Formal verification best practices: towards end-to-end properties

In the first two episodes of this blog series, we saw how we put in place an efficient formal testbench for a cache, how we found a genuine bug, reproduced a deadlock bug and found a design fix. At this point we were confident that no other deadlock bug exists. This episode shows how we verified powerful assertions, and how we prepared the formal testbench to verify end-to-end properties (an end-to-end property checks the DUT outputs against what has been seen on its inputs), along with new best practices.

An essential property

Actually, let’s start with a property that is not end-to-end but that is essential for a cache. This property is the only one we will have to check internal details. It verifies that, upon a hit request in the cache, the hit is in only one way. If that is not respected, there is a strong ambiguity about which data to read or write.

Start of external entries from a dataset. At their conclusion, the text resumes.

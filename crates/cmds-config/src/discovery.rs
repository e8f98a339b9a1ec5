use cmds_utils::ConfigError;
use std::env;
use std::fs;
use std::path::{Path, PathBuf};
use tracing::debug;

use crate::model::Config;
use crate::sources::ConfigSource;

/// Environment variable naming an explicit configuration file.
pub const CONFIG_ENV: &str = "CMDS_CONFIG";
/// Directory searched for upward from the working directory.
pub const CONFIG_DIR: &str = ".cmds";
pub const CONFIG_FILE: &str = "config.toml";

const REPO_MARKERS: [&str; 3] = [".git", ".hg", ".svn"];

impl Config {
    /// Parse configuration from TOML text.
    ///
    /// Values present in the text are attributed to
    /// [`ConfigSource::Programmatic`].
    ///
    /// # Errors
    ///
    /// Returns [`ConfigError::InvalidFile`] for malformed TOML, unknown
    /// sections or keys, and values of the wrong type.
    pub fn from_toml_str(content: &str) -> Result<Self, ConfigError> {
        Self::parse(content, None)
    }

    /// Load a configuration file.
    ///
    /// A relative `run.chdir` is resolved against the project directory: the
    /// parent of `.cmds/` when the file lives there, otherwise the file's own
    /// directory.
    ///
    /// # Errors
    ///
    /// Returns [`ConfigError::Unreadable`] if the file can't be read, and
    /// parse errors as for [`Config::from_toml_str`].
    pub fn load(path: &Path) -> Result<Self, ConfigError> {
        let content = fs::read_to_string(path).map_err(|source| ConfigError::Unreadable {
            path: path.to_path_buf(),
            source,
        })?;
        let mut config = Self::parse(&content, Some(path))?;

        if let Some(chdir) = &config.run.chdir
            && chdir.is_relative()
        {
            config.run.chdir = Some(project_dir(path).join(chdir));
        }

        debug!(path = %path.display(), keys = config.sources.len(), "loaded configuration");
        Ok(config)
    }

    /// Discover configuration for commands run from `start_dir`.
    ///
    /// Uses the file named by `CMDS_CONFIG` when set, otherwise the nearest
    /// `.cmds/config.toml` found searching upward, otherwise defaults.
    ///
    /// # Errors
    ///
    /// See [`Config::load`]. A missing file named by `CMDS_CONFIG` is an
    /// error; not finding one by searching is not.
    pub fn discover(start_dir: &Path) -> Result<Self, ConfigError> {
        let explicit = env::var_os(CONFIG_ENV)
            .filter(|value| !value.is_empty())
            .map(PathBuf::from);
        Self::discover_with(start_dir, explicit.as_deref())
    }

    /// Like [`Config::discover`], with the explicit path passed in instead of
    /// read from the environment.
    ///
    /// # Errors
    ///
    /// See [`Config::load`].
    pub fn discover_with(start_dir: &Path, explicit: Option<&Path>) -> Result<Self, ConfigError> {
        if let Some(path) = explicit {
            return Self::load(path);
        }
        match Self::find_config_file(start_dir) {
            Some(path) => Self::load(&path),
            None => {
                debug!(start = %start_dir.display(), "no configuration file found, using defaults");
                Ok(Self::default())
            }
        }
    }

    /// Search upward from `start_dir` for `.cmds/config.toml`, stopping at
    /// the filesystem root or a repository root.
    #[must_use]
    pub fn find_config_file(start_dir: &Path) -> Option<PathBuf> {
        for dir in start_dir.ancestors() {
            let candidate = dir.join(CONFIG_DIR).join(CONFIG_FILE);
            if candidate.is_file() {
                return Some(candidate);
            }
            if REPO_MARKERS.iter().any(|marker| dir.join(marker).exists()) {
                break;
            }
        }
        None
    }

    fn parse(content: &str, path: Option<&Path>) -> Result<Self, ConfigError> {
        let invalid = |reason: String| ConfigError::InvalidFile {
            path: path.map_or_else(|| PathBuf::from("<string>"), Path::to_path_buf),
            reason,
        };

        let table: toml::Table = content
            .parse()
            .map_err(|e: toml::de::Error| invalid(e.to_string()))?;
        let mut config: Self = toml::Value::Table(table.clone())
            .try_into()
            .map_err(|e: toml::de::Error| invalid(e.to_string()))?;

        let source = path.map_or(ConfigSource::Programmatic, |p| {
            ConfigSource::File(p.to_path_buf())
        });
        for (section, value) in &table {
            if let toml::Value::Table(entries) = value {
                for key in entries.keys() {
                    config.record(format!("{section}.{key}"), source.clone());
                }
            }
        }
        config.path = path.map(Path::to_path_buf);
        Ok(config)
    }
}

fn project_dir(config_file: &Path) -> PathBuf {
    let dir = config_file.parent().unwrap_or_else(|| Path::new("."));
    if dir.file_name().is_some_and(|name| name == CONFIG_DIR) {
        dir.parent().unwrap_or(dir).to_path_buf()
    } else {
        dir.to_path_buf()
    }
}

#[cfg(test)]
mod tests {
    use super::*;
    use cmds_template::Format;
    use cmds_tokenize::ArrayMode;
    use tempfile::TempDir;

    fn write_config(root: &Path, content: &str) -> PathBuf {
        let dir = root.join(CONFIG_DIR);
        fs::create_dir_all(&dir).unwrap();
        let path = dir.join(CONFIG_FILE);
        fs::write(&path, content).unwrap();
        path
    }

    #[test]
    fn test_from_toml_str_records_sources() {
        let config = Config::from_toml_str(
            r#"
            [tokenize]
            array_mode = "repeat"

            [run]
            format = "pretty"

            [env]
            PGHOST = "localhost"
            "#,
        )
        .unwrap();

        assert_eq!(config.tokenize.array_mode, ArrayMode::Repeat);
        assert_eq!(config.run.format, Format::Pretty);
        assert_eq!(config.env["PGHOST"], "localhost");
        assert_eq!(config.source_of("tokenize.array_mode"), ConfigSource::Programmatic);
        assert_eq!(config.source_of("env.PGHOST"), ConfigSource::Programmatic);
        assert_eq!(config.source_of("tokenize.hash_mode"), ConfigSource::Default);
        assert!(config.path.is_none());
    }

    #[test]
    fn test_unknown_keys_are_rejected() {
        for content in ["[tokenise]\nx = 1\n", "[run]\nasert = true\n", "[tokenize]\narray_mode = \"zip\"\n"] {
            assert!(
                matches!(Config::from_toml_str(content), Err(ConfigError::InvalidFile { .. })),
                "accepted: {content}"
            );
        }
    }

    #[test]
    fn test_malformed_toml() {
        let err = Config::from_toml_str("[run\nassert = ").unwrap_err();
        assert!(err.to_string().contains("<string>"));
    }

    #[test]
    fn test_load_attributes_to_file() {
        let temp = TempDir::new().unwrap();
        let path = write_config(temp.path(), "[run]\nassert = true\n");
        let config = Config::load(&path).unwrap();
        assert!(config.run.assert);
        assert_eq!(config.source_of("run.assert"), ConfigSource::File(path.clone()));
        assert_eq!(config.path, Some(path));
    }

    #[test]
    fn test_load_missing_file() {
        let temp = TempDir::new().unwrap();
        let err = Config::load(&temp.path().join("nope.toml")).unwrap_err();
        assert!(matches!(err, ConfigError::Unreadable { .. }));
    }

    #[test]
    fn test_relative_chdir_resolves_against_project() {
        let temp = TempDir::new().unwrap();
        let path = write_config(temp.path(), "[run]\nchdir = \"sub\"\n");
        let config = Config::load(&path).unwrap();
        assert_eq!(config.run.chdir, Some(temp.path().join("sub")));
    }

    #[test]
    fn test_find_config_file_searches_upward() {
        let temp = TempDir::new().unwrap();
        let path = write_config(temp.path(), "");
        let nested = temp.path().join("a").join("b");
        fs::create_dir_all(&nested).unwrap();
        assert_eq!(Config::find_config_file(&nested), Some(path));
    }

    #[test]
    fn test_find_config_file_stops_at_repo_root() {
        let temp = TempDir::new().unwrap();
        write_config(temp.path(), "");
        let repo = temp.path().join("repo");
        fs::create_dir_all(repo.join(".git")).unwrap();
        let nested = repo.join("src");
        fs::create_dir_all(&nested).unwrap();
        assert_eq!(Config::find_config_file(&nested), None);
    }

    #[test]
    fn test_discover_with_explicit_path_wins() {
        let temp = TempDir::new().unwrap();
        write_config(temp.path(), "[run]\nassert = true\n");
        let explicit = temp.path().join("other.toml");
        fs::write(&explicit, "[run]\nunset_env = true\n").unwrap();

        let config = Config::discover_with(temp.path(), Some(&explicit)).unwrap();
        assert!(config.run.unset_env);
        assert!(!config.run.assert);
    }

    #[test]
    fn test_discover_without_file_uses_defaults() {
        let temp = TempDir::new().unwrap();
        fs::create_dir_all(temp.path().join(".git")).unwrap();
        let config = Config::discover_with(temp.path(), None).unwrap();
        assert_eq!(config, Config::default());
    }
}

hit_onehot: assert property(i_ucache.i_hit_stage.is_hit |-> $onehot(i_ucache.i_hit_stage.hit_way);

When a lookup is performed in the cache, the address is split into a tag (123 in the following figure), an index (1), and an offset. The index is used to address tagram ways. If the content of this index is valid and the tag is the same in two ways (0 and 2 below), this is a “multiple hit”, and a serious problem. Many potential design bugs can be seen as a violation of this property.